- _WORK TASK_
Please report, as a single number, how many lines in the entries include the string "args".

(Saved data entries)
══════════════════════════════
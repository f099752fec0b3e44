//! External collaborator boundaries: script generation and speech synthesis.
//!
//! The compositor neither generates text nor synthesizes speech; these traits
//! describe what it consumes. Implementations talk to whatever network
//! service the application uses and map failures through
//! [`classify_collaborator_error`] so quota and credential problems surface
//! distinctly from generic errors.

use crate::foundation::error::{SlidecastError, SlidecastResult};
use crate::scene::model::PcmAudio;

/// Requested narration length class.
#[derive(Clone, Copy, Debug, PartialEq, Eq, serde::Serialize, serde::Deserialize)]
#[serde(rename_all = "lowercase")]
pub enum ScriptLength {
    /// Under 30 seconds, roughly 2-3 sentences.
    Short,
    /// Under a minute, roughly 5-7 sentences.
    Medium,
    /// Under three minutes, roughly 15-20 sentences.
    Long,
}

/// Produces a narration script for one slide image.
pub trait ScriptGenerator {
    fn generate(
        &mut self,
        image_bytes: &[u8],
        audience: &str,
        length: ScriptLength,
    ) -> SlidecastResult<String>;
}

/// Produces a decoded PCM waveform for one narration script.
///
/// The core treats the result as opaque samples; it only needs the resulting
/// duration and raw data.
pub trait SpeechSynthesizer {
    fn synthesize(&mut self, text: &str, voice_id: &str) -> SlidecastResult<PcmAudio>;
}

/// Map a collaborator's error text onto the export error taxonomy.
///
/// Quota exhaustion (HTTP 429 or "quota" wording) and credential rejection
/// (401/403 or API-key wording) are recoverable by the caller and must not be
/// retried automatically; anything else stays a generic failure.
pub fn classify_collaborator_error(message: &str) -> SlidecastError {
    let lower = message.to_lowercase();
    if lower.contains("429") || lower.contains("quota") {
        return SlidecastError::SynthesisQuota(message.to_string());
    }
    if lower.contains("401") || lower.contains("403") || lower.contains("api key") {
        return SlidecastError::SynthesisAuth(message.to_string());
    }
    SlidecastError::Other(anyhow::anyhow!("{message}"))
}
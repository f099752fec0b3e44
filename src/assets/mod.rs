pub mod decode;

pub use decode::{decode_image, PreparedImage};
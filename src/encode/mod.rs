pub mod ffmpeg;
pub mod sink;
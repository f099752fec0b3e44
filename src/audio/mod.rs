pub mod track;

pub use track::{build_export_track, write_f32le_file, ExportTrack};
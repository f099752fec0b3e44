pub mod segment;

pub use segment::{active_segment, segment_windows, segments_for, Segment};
══════════════════════════════
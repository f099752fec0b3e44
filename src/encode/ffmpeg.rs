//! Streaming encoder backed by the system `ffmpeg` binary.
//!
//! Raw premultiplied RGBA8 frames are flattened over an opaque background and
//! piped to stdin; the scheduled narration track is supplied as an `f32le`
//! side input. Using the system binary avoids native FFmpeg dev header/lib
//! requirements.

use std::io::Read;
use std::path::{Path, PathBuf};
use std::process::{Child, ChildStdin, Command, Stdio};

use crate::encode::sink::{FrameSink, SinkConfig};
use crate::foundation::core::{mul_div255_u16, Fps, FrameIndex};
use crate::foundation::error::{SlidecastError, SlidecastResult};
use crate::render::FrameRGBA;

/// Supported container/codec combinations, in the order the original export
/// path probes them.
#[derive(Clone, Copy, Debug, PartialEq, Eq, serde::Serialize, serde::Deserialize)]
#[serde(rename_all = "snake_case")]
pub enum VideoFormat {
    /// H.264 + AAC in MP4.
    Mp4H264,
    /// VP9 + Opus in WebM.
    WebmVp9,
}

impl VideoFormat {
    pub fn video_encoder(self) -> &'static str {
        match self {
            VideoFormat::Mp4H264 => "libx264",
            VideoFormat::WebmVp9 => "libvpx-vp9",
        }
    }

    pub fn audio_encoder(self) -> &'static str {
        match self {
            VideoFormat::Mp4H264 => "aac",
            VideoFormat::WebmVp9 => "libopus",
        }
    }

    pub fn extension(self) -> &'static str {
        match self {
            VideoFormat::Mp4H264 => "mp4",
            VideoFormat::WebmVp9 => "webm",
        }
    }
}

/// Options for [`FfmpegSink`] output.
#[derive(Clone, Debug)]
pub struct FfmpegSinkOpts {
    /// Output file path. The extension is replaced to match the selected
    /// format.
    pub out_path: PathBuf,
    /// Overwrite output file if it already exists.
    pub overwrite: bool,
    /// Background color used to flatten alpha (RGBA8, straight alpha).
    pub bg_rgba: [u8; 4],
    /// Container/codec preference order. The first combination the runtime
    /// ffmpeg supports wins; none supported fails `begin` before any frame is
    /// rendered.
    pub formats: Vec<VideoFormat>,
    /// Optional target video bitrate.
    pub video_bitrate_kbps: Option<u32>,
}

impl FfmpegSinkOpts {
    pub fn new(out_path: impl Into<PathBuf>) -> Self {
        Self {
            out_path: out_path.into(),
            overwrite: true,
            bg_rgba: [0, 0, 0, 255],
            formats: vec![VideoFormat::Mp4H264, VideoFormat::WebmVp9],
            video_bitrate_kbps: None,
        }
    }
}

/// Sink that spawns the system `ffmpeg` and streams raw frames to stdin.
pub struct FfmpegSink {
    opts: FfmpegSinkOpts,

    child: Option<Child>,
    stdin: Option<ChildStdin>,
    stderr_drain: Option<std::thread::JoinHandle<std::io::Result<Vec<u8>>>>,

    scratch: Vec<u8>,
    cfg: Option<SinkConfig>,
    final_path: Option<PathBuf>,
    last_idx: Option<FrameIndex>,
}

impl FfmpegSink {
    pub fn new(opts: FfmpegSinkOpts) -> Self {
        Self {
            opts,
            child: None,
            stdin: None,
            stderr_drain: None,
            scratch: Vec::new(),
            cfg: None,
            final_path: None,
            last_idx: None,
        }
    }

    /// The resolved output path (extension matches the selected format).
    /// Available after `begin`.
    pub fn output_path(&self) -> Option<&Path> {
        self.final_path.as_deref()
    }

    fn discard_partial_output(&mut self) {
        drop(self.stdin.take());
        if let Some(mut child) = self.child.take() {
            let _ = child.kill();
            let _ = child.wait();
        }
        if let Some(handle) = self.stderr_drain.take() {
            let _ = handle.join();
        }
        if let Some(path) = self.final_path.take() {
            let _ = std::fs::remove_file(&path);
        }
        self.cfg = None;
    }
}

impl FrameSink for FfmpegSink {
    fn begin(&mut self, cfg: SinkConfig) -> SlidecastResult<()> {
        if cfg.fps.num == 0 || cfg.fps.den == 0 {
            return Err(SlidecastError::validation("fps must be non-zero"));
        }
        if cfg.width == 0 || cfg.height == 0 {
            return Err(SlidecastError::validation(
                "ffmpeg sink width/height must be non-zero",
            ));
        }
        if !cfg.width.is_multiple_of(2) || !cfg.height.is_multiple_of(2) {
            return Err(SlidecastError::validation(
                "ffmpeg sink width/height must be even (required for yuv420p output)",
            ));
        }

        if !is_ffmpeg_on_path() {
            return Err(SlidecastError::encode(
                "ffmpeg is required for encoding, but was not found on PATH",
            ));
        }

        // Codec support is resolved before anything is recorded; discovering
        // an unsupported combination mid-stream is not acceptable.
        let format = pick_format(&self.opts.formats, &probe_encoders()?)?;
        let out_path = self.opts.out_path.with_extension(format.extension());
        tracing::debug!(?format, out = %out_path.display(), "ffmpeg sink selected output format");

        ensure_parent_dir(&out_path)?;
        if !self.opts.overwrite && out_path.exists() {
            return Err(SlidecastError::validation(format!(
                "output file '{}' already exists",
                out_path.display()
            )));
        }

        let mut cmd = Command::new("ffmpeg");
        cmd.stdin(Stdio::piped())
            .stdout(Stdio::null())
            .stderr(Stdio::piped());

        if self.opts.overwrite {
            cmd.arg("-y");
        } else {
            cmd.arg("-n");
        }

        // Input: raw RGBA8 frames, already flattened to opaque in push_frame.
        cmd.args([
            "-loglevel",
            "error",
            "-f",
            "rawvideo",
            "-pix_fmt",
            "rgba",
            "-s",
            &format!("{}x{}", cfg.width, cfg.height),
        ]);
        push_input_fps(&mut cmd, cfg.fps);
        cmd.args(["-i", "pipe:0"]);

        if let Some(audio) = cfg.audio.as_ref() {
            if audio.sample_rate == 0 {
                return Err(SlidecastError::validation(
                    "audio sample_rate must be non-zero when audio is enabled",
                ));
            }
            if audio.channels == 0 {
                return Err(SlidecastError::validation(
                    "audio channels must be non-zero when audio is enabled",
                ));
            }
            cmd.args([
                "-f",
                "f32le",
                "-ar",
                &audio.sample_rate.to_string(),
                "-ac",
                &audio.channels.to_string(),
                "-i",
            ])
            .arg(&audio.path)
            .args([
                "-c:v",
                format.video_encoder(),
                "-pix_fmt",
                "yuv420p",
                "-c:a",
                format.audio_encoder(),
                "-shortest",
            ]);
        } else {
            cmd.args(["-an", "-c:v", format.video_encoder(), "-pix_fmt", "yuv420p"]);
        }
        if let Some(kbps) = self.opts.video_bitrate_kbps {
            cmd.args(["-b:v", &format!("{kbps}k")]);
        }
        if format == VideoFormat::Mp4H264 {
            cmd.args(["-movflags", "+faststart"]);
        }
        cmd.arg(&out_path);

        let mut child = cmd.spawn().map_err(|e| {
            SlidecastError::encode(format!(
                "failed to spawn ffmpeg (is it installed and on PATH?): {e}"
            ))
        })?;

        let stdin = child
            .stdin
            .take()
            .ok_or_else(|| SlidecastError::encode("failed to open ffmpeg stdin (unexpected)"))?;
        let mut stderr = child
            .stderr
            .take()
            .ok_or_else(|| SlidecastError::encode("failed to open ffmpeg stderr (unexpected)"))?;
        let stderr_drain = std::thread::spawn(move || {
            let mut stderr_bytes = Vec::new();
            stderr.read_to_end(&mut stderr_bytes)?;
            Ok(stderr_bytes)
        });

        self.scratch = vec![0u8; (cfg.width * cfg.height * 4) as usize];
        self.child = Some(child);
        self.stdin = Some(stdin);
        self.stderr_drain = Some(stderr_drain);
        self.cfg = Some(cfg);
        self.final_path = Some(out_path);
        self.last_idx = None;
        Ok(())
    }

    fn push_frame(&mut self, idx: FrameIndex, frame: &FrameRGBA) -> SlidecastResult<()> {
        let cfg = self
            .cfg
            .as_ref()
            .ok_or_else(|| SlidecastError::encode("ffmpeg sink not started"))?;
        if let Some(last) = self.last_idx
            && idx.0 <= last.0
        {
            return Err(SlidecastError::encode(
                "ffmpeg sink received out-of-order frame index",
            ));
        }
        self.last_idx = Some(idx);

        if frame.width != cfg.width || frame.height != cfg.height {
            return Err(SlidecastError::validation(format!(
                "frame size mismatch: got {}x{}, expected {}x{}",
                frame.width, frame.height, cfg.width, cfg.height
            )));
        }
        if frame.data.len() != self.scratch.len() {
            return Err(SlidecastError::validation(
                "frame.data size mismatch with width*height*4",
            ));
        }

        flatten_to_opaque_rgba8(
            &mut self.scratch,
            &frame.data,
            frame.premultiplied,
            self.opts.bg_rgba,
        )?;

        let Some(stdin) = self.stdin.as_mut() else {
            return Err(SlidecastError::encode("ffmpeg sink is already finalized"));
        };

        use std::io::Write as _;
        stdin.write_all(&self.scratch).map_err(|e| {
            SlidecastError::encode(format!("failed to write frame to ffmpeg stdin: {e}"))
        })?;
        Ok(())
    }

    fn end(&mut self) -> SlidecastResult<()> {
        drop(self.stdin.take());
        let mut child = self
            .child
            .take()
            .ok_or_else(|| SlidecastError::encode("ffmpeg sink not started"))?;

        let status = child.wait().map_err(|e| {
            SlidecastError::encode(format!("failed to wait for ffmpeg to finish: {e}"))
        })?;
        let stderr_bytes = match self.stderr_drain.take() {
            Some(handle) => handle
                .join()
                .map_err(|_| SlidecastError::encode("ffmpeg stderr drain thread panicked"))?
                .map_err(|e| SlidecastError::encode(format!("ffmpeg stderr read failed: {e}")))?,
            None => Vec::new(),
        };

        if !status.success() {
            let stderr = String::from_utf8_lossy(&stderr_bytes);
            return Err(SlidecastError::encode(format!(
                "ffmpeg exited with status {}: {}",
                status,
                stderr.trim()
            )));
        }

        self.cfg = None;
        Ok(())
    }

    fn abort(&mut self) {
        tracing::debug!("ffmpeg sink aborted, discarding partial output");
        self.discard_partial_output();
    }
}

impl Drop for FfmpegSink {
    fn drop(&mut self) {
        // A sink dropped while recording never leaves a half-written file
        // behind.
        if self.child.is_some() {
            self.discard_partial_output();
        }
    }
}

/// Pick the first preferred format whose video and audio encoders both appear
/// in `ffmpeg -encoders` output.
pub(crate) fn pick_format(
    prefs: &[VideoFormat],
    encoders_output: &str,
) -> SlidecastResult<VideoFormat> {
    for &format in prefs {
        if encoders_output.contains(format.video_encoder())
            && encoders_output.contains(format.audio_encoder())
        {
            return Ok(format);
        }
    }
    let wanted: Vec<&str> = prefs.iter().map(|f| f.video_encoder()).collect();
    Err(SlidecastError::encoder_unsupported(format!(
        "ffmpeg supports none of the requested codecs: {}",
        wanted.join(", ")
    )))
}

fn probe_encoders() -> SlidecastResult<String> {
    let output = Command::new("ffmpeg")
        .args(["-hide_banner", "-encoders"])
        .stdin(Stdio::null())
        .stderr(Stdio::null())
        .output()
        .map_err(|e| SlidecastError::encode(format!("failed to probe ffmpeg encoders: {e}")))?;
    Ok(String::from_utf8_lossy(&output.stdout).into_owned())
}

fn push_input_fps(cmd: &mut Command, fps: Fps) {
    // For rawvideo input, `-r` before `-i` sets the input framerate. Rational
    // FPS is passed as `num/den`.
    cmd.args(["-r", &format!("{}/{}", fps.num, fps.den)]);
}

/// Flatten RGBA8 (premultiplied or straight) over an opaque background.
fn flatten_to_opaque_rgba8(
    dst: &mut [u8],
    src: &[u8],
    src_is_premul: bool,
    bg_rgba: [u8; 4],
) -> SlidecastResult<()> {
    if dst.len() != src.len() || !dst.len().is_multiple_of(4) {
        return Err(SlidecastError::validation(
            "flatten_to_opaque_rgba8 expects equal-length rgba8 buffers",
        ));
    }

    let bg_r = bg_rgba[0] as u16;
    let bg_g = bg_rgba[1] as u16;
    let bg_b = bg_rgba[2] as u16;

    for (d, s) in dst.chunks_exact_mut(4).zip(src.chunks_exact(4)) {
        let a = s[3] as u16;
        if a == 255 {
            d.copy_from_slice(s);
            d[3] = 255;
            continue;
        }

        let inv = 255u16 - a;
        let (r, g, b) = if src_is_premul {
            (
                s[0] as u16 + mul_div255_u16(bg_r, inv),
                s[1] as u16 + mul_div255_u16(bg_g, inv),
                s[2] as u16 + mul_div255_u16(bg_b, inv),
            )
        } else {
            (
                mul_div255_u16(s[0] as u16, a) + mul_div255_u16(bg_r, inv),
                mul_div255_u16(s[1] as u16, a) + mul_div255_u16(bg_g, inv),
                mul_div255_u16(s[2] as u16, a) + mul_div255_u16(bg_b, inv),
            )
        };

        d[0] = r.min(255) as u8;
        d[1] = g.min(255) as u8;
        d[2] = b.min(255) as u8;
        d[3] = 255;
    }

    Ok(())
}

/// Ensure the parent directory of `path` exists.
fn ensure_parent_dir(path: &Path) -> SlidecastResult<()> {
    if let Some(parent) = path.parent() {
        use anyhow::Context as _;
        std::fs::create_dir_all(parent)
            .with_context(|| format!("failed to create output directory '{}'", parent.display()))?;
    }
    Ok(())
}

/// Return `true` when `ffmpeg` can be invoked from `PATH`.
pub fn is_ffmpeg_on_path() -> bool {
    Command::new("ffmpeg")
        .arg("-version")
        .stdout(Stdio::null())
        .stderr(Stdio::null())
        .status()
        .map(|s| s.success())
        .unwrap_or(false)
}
══════════════════════════════
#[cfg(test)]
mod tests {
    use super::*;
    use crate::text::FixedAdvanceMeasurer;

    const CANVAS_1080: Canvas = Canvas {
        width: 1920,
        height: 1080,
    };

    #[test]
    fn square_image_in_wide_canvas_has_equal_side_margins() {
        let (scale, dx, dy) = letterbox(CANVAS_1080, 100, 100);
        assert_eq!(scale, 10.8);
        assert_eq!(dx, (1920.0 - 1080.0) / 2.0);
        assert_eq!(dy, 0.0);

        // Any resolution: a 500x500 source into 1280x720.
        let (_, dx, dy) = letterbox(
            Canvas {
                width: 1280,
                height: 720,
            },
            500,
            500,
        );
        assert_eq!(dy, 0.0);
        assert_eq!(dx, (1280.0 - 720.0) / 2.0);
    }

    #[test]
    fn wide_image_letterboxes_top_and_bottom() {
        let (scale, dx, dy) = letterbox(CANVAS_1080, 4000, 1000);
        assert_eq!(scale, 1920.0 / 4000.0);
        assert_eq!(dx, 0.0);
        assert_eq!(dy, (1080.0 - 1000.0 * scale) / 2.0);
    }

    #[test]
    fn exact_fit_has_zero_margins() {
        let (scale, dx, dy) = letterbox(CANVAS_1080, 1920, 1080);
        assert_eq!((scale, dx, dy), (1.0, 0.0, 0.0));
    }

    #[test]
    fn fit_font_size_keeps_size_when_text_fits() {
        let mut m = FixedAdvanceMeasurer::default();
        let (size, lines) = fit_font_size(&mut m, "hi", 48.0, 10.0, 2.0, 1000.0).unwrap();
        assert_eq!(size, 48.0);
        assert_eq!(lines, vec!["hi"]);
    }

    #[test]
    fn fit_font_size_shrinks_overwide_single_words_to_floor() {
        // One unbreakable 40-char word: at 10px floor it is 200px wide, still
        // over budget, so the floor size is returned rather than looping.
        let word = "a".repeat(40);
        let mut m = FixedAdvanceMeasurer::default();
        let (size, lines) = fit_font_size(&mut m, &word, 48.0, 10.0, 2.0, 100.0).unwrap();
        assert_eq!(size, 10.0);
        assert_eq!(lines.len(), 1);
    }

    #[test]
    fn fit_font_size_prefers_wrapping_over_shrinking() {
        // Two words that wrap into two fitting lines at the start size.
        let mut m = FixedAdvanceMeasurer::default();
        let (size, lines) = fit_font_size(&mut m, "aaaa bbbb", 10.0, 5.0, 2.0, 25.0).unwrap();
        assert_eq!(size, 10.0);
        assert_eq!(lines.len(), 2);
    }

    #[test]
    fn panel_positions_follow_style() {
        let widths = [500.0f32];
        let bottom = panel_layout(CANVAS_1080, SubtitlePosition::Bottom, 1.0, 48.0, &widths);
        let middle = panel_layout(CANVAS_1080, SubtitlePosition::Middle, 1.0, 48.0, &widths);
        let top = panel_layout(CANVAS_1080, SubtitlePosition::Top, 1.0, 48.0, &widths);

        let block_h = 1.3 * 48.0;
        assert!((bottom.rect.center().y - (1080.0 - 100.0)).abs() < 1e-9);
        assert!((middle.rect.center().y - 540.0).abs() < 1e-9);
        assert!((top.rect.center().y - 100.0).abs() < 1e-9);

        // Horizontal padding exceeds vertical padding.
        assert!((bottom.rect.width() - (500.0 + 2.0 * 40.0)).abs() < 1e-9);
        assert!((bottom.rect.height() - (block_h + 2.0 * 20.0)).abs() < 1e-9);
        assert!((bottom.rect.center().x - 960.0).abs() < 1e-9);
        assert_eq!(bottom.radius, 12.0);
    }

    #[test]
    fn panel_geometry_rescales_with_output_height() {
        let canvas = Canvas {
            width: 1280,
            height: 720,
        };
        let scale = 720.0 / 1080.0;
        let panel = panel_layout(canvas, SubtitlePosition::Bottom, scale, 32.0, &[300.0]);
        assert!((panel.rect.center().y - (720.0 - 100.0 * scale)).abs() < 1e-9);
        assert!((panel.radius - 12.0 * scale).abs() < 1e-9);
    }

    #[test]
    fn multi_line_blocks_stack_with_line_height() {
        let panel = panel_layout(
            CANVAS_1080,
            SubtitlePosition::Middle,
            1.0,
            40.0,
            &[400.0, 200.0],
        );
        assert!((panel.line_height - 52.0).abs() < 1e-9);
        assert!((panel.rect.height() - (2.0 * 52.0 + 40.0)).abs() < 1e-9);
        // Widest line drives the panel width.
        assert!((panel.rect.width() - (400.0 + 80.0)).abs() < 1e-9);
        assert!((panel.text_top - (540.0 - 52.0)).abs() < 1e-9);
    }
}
══════════════════════════════
- _RESPONSE AREA_
9